● **TRY IT**
Return the lines below that carry the word "IntermediateKeyStore".

● **DATA SHOWN**

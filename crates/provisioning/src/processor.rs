//! Per-asset-type processing.
//!
//! # Certificate flow
//!
//! ```text
//! decrypt certificate
//!     ↓
//! private key: server-sent (decrypt) | intermediate file (reopen) | none
//!     ↓
//! store certificate ──→ certificate_stored / certificate_failure
//! store private key ──→ private_key_stored / private_key_failure
//!     ↓
//! acknowledge receipt
//! ```
//!
//! The two artifacts succeed or fail independently; nothing is rolled back.
//!
//! # Certificate-data flow
//!
//! Generate key pair and CSR, seal the key into the intermediate file, submit
//! the CSR, then wait until the signed certificate arrives as a `certificate`
//! record for the same asset id and run the certificate flow.

use std::sync::Arc;

use credagent_core::EventSink;
use credagent_crypto::{KeyEnvelope, KeyResolver, SessionCredential};
use tracing::{debug, error, info, warn};
use zeroize::Zeroizing;

use crate::asset::{AssetRecord, CertificateAsset, CertificateDataAsset, CERTIFICATE, CERTIFICATE_DATA};
use crate::csr::{CsrGenerator, RcgenCsrGenerator};
use crate::error::{AssetError, AssetResult, StorageError};
use crate::messenger::{AssetMessenger, AssetReceipt};
use crate::status::{AssetStatus, ProcessingState};
use crate::storage::{
    split_pem_chain, CertificateStore, FilesystemBackend, IntermediateKeyStore, SecureElement,
    StorageBackend,
};

/// Collaborators shared by every processor.
#[derive(Clone)]
pub struct ProvisioningContext {
    pub storage: Arc<dyn StorageBackend>,
    pub intermediate: Arc<dyn IntermediateKeyStore>,
    pub secure_element: Option<Arc<dyn SecureElement>>,
    pub certificate_store: Option<Arc<dyn CertificateStore>>,
    pub csr_generator: Arc<dyn CsrGenerator>,
    /// Reopens intermediate keys sealed under an earlier credential
    pub resolver: Option<Arc<dyn KeyResolver>>,
    pub messenger: Arc<dyn AssetMessenger>,
    pub events: Arc<dyn EventSink>,
    /// Write key envelopes as base64 of the whole JSON document
    pub base64_envelope: bool,
}

impl ProvisioningContext {
    pub fn new(
        filesystem: Arc<FilesystemBackend>,
        messenger: Arc<dyn AssetMessenger>,
        events: Arc<dyn EventSink>,
    ) -> Self {
        Self {
            storage: filesystem.clone(),
            intermediate: filesystem,
            secure_element: None,
            certificate_store: None,
            csr_generator: Arc::new(RcgenCsrGenerator),
            resolver: None,
            messenger,
            events,
            base64_envelope: false,
        }
    }

    /// Replace the final storage, e.g. with a secure-storage provider.
    pub fn with_storage(mut self, storage: Arc<dyn StorageBackend>) -> Self {
        self.storage = storage;
        self
    }

    pub fn with_secure_element(mut self, element: Arc<dyn SecureElement>) -> Self {
        self.secure_element = Some(element);
        self
    }

    pub fn with_certificate_store(mut self, store: Arc<dyn CertificateStore>) -> Self {
        self.certificate_store = Some(store);
        self
    }

    pub fn with_csr_generator(mut self, generator: Arc<dyn CsrGenerator>) -> Self {
        self.csr_generator = generator;
        self
    }

    pub fn with_resolver(mut self, resolver: Arc<dyn KeyResolver>) -> Self {
        self.resolver = Some(resolver);
        self
    }

    pub fn with_base64_envelope(mut self, enabled: bool) -> Self {
        self.base64_envelope = enabled;
        self
    }
}
//! Staleness-bounded caches for session credentials and policies.

pub mod credentials;
pub mod policy;
pub mod staleness;

pub use credentials::CredentialCache;
pub use policy::{fetch_policies, parse_policies, Operation, Policy, PolicyStore};
pub use staleness::{
    CacheError, CacheKey, CacheResult, Clock, Lookup, ManualClock, StalenessCache, SystemClock,
};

● **ANSWER SPACE**
    split_pem_chain, CertificateStore, FilesystemBackend, IntermediateKeyStore, SecureElement,
    pub intermediate: Arc<dyn IntermediateKeyStore>,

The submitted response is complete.